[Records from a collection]
------------
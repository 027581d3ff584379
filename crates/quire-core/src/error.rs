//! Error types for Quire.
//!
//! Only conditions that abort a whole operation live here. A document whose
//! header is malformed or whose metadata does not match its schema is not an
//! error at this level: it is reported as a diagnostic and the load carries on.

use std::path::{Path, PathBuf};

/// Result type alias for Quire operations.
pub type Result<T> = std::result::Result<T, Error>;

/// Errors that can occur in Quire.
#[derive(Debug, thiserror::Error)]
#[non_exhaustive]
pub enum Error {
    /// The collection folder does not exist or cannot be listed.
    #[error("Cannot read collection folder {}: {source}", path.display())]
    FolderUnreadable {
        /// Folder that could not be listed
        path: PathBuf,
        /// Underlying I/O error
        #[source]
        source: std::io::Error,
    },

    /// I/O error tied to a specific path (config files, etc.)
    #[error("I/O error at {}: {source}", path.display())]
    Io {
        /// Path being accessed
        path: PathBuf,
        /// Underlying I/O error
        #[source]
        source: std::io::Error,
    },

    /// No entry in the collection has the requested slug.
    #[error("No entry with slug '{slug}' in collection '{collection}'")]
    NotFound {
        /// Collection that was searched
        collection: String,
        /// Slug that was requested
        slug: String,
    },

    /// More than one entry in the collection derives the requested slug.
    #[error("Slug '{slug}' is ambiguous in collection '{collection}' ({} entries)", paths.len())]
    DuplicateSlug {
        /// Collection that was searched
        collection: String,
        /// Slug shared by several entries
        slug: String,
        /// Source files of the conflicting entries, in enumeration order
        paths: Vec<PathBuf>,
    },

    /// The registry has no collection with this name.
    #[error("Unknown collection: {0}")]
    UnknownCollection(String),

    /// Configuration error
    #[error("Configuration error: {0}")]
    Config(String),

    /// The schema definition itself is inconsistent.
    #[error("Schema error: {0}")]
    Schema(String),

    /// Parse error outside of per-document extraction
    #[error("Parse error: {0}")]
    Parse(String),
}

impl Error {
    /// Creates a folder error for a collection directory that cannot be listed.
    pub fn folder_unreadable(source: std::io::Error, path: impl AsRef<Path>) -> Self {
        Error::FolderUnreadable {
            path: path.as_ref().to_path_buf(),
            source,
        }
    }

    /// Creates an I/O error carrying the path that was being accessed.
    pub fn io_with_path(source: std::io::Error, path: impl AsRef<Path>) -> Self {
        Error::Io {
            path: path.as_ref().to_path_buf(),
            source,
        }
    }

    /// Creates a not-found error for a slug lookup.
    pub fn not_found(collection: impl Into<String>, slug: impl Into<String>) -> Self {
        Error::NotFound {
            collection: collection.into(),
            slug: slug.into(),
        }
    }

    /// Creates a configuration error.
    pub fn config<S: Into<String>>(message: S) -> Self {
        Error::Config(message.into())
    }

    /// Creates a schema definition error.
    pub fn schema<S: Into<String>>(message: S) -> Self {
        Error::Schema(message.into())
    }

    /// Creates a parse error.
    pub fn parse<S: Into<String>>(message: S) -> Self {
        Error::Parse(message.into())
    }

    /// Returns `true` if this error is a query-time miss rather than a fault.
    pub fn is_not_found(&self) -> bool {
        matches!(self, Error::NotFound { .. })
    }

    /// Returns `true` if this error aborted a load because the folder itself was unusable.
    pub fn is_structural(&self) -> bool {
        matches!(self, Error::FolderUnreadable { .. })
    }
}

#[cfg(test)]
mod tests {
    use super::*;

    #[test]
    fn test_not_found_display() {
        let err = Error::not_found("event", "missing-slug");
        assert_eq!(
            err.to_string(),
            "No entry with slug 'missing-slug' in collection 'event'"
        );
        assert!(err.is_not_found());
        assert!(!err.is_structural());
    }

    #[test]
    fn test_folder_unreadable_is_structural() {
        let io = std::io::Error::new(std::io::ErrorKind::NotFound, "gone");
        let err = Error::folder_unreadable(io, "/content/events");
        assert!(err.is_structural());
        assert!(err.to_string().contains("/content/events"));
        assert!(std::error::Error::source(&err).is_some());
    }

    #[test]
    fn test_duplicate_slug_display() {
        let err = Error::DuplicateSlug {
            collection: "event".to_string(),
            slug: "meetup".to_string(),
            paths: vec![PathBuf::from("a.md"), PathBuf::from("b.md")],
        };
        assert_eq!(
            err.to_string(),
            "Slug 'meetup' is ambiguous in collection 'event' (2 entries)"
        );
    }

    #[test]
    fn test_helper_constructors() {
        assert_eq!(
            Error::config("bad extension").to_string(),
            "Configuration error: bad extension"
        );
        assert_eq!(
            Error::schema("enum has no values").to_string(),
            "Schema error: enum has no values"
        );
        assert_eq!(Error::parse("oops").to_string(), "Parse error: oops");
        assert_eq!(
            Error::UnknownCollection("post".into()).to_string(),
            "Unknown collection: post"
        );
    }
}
------------
Required work:
Look through the entries and return every line where "Result" appears.

Task solution:
/// Result type alias for Quire operations.
pub type Result<T> = std::result::Result<T, Error>;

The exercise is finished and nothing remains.